Het Zuid-Afrikaanse zonnedauw vangt insekten met zijn kleverige haren. De bladeren van deze plant zijn vol lange, rode haren. De puntjes van deze haren zijn met een vloeistof bedekt, waarvan de geur insekten aantrekt. Een andere eigenschap van deze vloeistof is, dat hij buitengewoon plakkerig is. Een insekt, dat op de geur afgaat, blijft in deze plakkerige haren kleven. Kort daarna wordt het hele blad gesloten rond het insekt dat al tussen de haren gevangen is en de plant haalt de proteïne die hij nodig heeft uit het insekt door het te verteren.205

De voorzieningen van dien aard van een plant die geen mogelijkheid heeft om te bewegen zijn zonder twijfel een teken van een speciaal ontwerp.
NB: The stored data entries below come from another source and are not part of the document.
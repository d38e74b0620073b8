//! Stream registry implementation
//!
//! The central registry that owns every open read handle and serves size
//! queries, sequential chunk reads and closes against them.

use std::collections::HashMap;
use std::io;
use std::sync::atomic::{AtomicBool, Ordering};
use std::sync::Arc;
use std::time::Instant;

use bytes::{Bytes, BytesMut};
use tokio::io::AsyncReadExt;
use tokio::sync::{Mutex, RwLock};

use crate::error::{ErrorKind, Result, StreamError};
use crate::resource::{ContentResolver, ResourceId};
use crate::stats::{Counters, RegistryStats};

use super::chunk::Chunk;
use super::config::{DuplicateOpen, RegistryConfig, MIN_CLEANUP_INTERVAL};
use super::entry::{HandleStats, OpenHandle};

type HandleRef<S> = Arc<Mutex<OpenHandle<S>>>;

/// Central registry for all open read handles
///
/// The map is guarded by an `RwLock`; each handle sits behind its own
/// `Mutex`. Opens and closes take the map's write lock, reads only clone
/// the handle's `Arc` under the read lock and then serialize on the handle.
/// Operations on different resources never wait on each other's I/O.
pub struct StreamRegistry<R: ContentResolver> {
    /// Resolves identifiers into streams
    resolver: R,

    /// Map of resource identifier to open handle
    handles: RwLock<HashMap<ResourceId, HandleRef<R::Stream>>>,

    /// Activity counters
    counters: Counters,

    /// Set by `shutdown`; no handle may be installed afterwards
    closed: AtomicBool,

    /// Configuration
    config: RegistryConfig,
}

impl<R: ContentResolver> StreamRegistry<R> {
    /// Create a new stream registry with default configuration
    pub fn new(resolver: R) -> Self {
        Self::with_config(resolver, RegistryConfig::default())
    }

    /// Create a new stream registry with custom configuration
    pub fn with_config(resolver: R, config: RegistryConfig) -> Self {
        Self {
            resolver,
            handles: RwLock::new(HashMap::new()),
            counters: Counters::new(),
            closed: AtomicBool::new(false),
            config,
        }
    }

    /// Get the registry configuration
    pub fn config(&self) -> &RegistryConfig {
        &self.config
    }

    /// Get the content resolver
    pub fn resolver(&self) -> &R {
        &self.resolver
    }

    /// Open a read stream for a resource
    ///
    /// With [`DuplicateOpen::Replace`] an existing handle for `id` is closed
    /// and superseded; with [`DuplicateOpen::Reject`] the call fails with
    /// `already-open` and the existing handle is left untouched.
    pub async fn open_stream(&self, id: &ResourceId) -> Result<()> {
        if self.is_shut_down() {
            self.counters.record_open_failure();
            return Err(shut_down(id));
        }

        let reject_duplicates = self.config.duplicate_open == DuplicateOpen::Reject;
        if reject_duplicates && self.is_open(id).await {
            self.counters.record_open_failure();
            return Err(already_open(id));
        }

        let stream = match self.resolver.open(id).await {
            Ok(Some(stream)) => stream,
            Ok(None) => {
                self.counters.record_open_failure();
                tracing::warn!(resource = %id, "Resource resolved without a stream");
                return Err(StreamError::new(
                    ErrorKind::NoStream,
                    format!("Could not open input stream for {}", id),
                ));
            }
            Err(e) => {
                self.counters.record_open_failure();
                tracing::warn!(resource = %id, error = %e, "Failed to open stream");
                return Err(StreamError::io(ErrorKind::OpenFailed, &e));
            }
        };

        let handle = Arc::new(Mutex::new(OpenHandle::new(stream)));

        let previous = {
            let mut handles = self.handles.write().await;
            if self.is_shut_down() {
                // Shutdown drained the map while the resolver was opening
                drop(handles);
                self.counters.record_open_failure();
                if let Err(e) = self.release(&handle).await {
                    tracing::warn!(resource = %id, error = %e, "Failed to release late stream");
                }
                return Err(shut_down(id));
            }
            if reject_duplicates && handles.contains_key(id) {
                // Lost a race with another open for the same resource
                drop(handles);
                self.counters.record_open_failure();
                if let Err(e) = self.release(&handle).await {
                    tracing::warn!(resource = %id, error = %e, "Failed to release rejected stream");
                }
                return Err(already_open(id));
            }
            handles.insert(id.clone(), handle)
        };

        self.counters.record_open();

        match previous {
            Some(previous) => {
                match self.release(&previous).await {
                    Ok(()) => self.counters.record_close(),
                    Err(e) => {
                        self.counters.record_close_failure();
                        tracing::warn!(
                            resource = %id,
                            error = %e,
                            "Failed to release replaced stream"
                        );
                    }
                }
                tracing::info!(resource = %id, "Stream opened (replaced existing handle)");
            }
            None => {
                tracing::info!(resource = %id, "Stream opened");
            }
        }

        Ok(())
    }

    /// Query the byte length of a resource
    ///
    /// Goes straight to the resolver; whether a handle is open for `id` and
    /// where its cursor sits make no difference.
    pub async fn get_size(&self, id: &ResourceId) -> Result<u64> {
        match self.resolver.size(id).await {
            Ok(Some(len)) => {
                tracing::debug!(resource = %id, size = len, "Size queried");
                Ok(len)
            }
            Ok(None) => Err(StreamError::new(
                ErrorKind::SizeUnavailable,
                format!("Unable to determine size of {}", id),
            )),
            Err(e) => {
                tracing::warn!(resource = %id, error = %e, "Size query failed");
                Err(StreamError::io(ErrorKind::SizeQueryFailed, &e))
            }
        }
    }

    /// Read the next chunk from an open handle
    ///
    /// Issues a single read of up to `size` bytes (the configured default
    /// when `None`, clamped to the configured maximum) and returns exactly
    /// the bytes it produced. An exhausted stream yields
    /// [`Chunk::EndOfStream`]. Never opens a stream implicitly.
    pub async fn read_chunk(&self, id: &ResourceId, size: Option<usize>) -> Result<Chunk> {
        let size = self.chunk_size(size)?;

        let handle = self
            .handles
            .read()
            .await
            .get(id)
            .cloned()
            .ok_or_else(|| StreamError::no_stream(id))?;

        let mut entry = handle.lock().await;
        let stream = entry
            .stream_mut()
            .ok_or_else(|| StreamError::no_stream(id))?;

        let mut buf = BytesMut::zeroed(size);
        let n = match stream.read(&mut buf[..]).await {
            Ok(n) => n,
            Err(e) => {
                self.counters.record_read_failure();
                tracing::warn!(resource = %id, error = %e, "Read failed");
                return Err(StreamError::io(ErrorKind::ReadFailed, &e));
            }
        };

        let chunk = if n == 0 {
            tracing::debug!(resource = %id, "End of stream");
            Chunk::EndOfStream
        } else {
            self.counters.record_chunk(n);
            tracing::trace!(resource = %id, requested = size, bytes = n, "Chunk read");
            // Short reads are copied out so the chunk doesn't pin the whole buffer
            let data = if n == buf.len() {
                buf.freeze()
            } else {
                Bytes::copy_from_slice(&buf[..n])
            };
            Chunk::Data(data)
        };

        entry.record(&chunk);
        Ok(chunk)
    }

    /// Close the handle for a resource
    ///
    /// Closing a resource with no open handle succeeds. The entry is removed
    /// before the stream is released, so it is gone even if the release
    /// faults.
    pub async fn close_stream(&self, id: &ResourceId) -> Result<()> {
        let removed = self.handles.write().await.remove(id);

        let Some(handle) = removed else {
            tracing::debug!(resource = %id, "Close for resource with no open stream");
            return Ok(());
        };

        match self.release(&handle).await {
            Ok(()) => {
                self.counters.record_close();
                tracing::info!(resource = %id, "Stream closed");
                Ok(())
            }
            Err(e) => {
                self.counters.record_close_failure();
                tracing::warn!(resource = %id, error = %e, "Failed to close stream");
                Err(StreamError::io(ErrorKind::CloseFailed, &e))
            }
        }
    }

    /// Check if a handle is open for a resource
    pub async fn is_open(&self, id: &ResourceId) -> bool {
        self.handles.read().await.contains_key(id)
    }

    /// Get total number of open handles
    pub async fn open_count(&self) -> usize {
        self.handles.read().await.len()
    }

    /// Get statistics for one open handle
    pub async fn handle_stats(&self, id: &ResourceId) -> Option<HandleStats> {
        let handle = self.handles.read().await.get(id).cloned()?;
        let entry = handle.lock().await;
        Some(entry.stats())
    }

    /// Get registry-wide statistics
    pub async fn stats(&self) -> RegistryStats {
        self.counters.snapshot(self.open_count().await)
    }

    /// Run idle cleanup once
    ///
    /// Closes handles unused for longer than `idle_timeout`. Handles busy
    /// with a read are skipped. Returns the number of handles removed.
    pub async fn cleanup(&self) -> usize {
        let Some(idle_timeout) = self.config.idle_timeout else {
            return 0;
        };
        let now = Instant::now();

        let expired: Vec<(ResourceId, HandleRef<R::Stream>)> = {
            let mut handles = self.handles.write().await;

            let keys: Vec<ResourceId> = handles
                .iter()
                .filter_map(|(id, handle)| {
                    // Try to lock without blocking
                    let entry = handle.try_lock().ok()?;
                    (entry.idle_for(now) > idle_timeout).then(|| id.clone())
                })
                .collect();

            keys.into_iter()
                .filter_map(|id| handles.remove(&id).map(|handle| (id, handle)))
                .collect()
        };

        let count = expired.len();
        for (id, handle) in expired {
            self.counters.record_expired();
            match self.release(&handle).await {
                Ok(()) => {
                    self.counters.record_close();
                    tracing::info!(resource = %id, "Stream closed by idle cleanup");
                }
                Err(e) => {
                    self.counters.record_close_failure();
                    tracing::warn!(resource = %id, error = %e, "Failed to close idle stream");
                }
            }
        }

        count
    }

    /// Spawn background cleanup task
    ///
    /// Returns a handle that can be used to abort the task.
    pub fn spawn_cleanup_task(self: &Arc<Self>) -> tokio::task::JoinHandle<()> {
        let registry = Arc::clone(self);
        let interval = registry.config.cleanup_interval.max(MIN_CLEANUP_INTERVAL);

        tokio::spawn(async move {
            let mut ticker = tokio::time::interval(interval);
            loop {
                ticker.tick().await;
                registry.cleanup().await;
            }
        })
    }

    /// Close every open handle and refuse further opens
    ///
    /// Release faults are logged and do not stop the sweep. Returns the
    /// number of handles that were open.
    pub async fn shutdown(&self) -> usize {
        let drained: Vec<(ResourceId, HandleRef<R::Stream>)> = {
            let mut handles = self.handles.write().await;
            self.closed.store(true, Ordering::Release);
            handles.drain().collect()
        };

        let count = drained.len();
        for (id, handle) in drained {
            match self.release(&handle).await {
                Ok(()) => self.counters.record_close(),
                Err(e) => {
                    self.counters.record_close_failure();
                    tracing::warn!(resource = %id, error = %e, "Failed to close stream on shutdown");
                }
            }
        }

        if count > 0 {
            tracing::info!(closed = count, "Registry shut down");
        }
        count
    }

    /// Whether `shutdown` has run
    pub fn is_shut_down(&self) -> bool {
        self.closed.load(Ordering::Acquire)
    }

    fn chunk_size(&self, requested: Option<usize>) -> Result<usize> {
        match requested {
            None => Ok(self.config.default_chunk_size),
            Some(0) => Err(StreamError::invalid_argument(
                "Chunk size must be positive",
            )),
            Some(n) => Ok(n.min(self.config.max_chunk_size)),
        }
    }

    /// Take the stream out of a handle and hand it back to the resolver
    ///
    /// Waits for any in-flight read on the handle to finish first.
    async fn release(&self, handle: &HandleRef<R::Stream>) -> io::Result<()> {
        let stream = handle.lock().await.take();
        match stream {
            Some(stream) => self.resolver.close(stream).await,
            None => Ok(()),
        }
    }
}

fn shut_down(id: &ResourceId) -> StreamError {
    StreamError::new(
        ErrorKind::OpenFailed,
        format!("Registry is shut down, cannot open {}", id),
    )
}

fn already_open(id: &ResourceId) -> StreamError {
    StreamError::new(
        ErrorKind::AlreadyOpen,
        format!("Stream already open for {}", id),
    )
}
Het is onmogelijk dat een plant die jachtmethode vanuit een eigen bewustzijn of wil ontwikkeld heeft of door middel van toeval. Dus behoort het tot de nog grotere onmogelijkheden om het bestaan en de macht van de Schepper die hen allemaal met deze mogelijkheden voorzien, heeft te negeren.


205 David Attenborough, “The private life of plants,”Princeton University Press, Princeton-New Jersey, 1995, pp. 81, 83.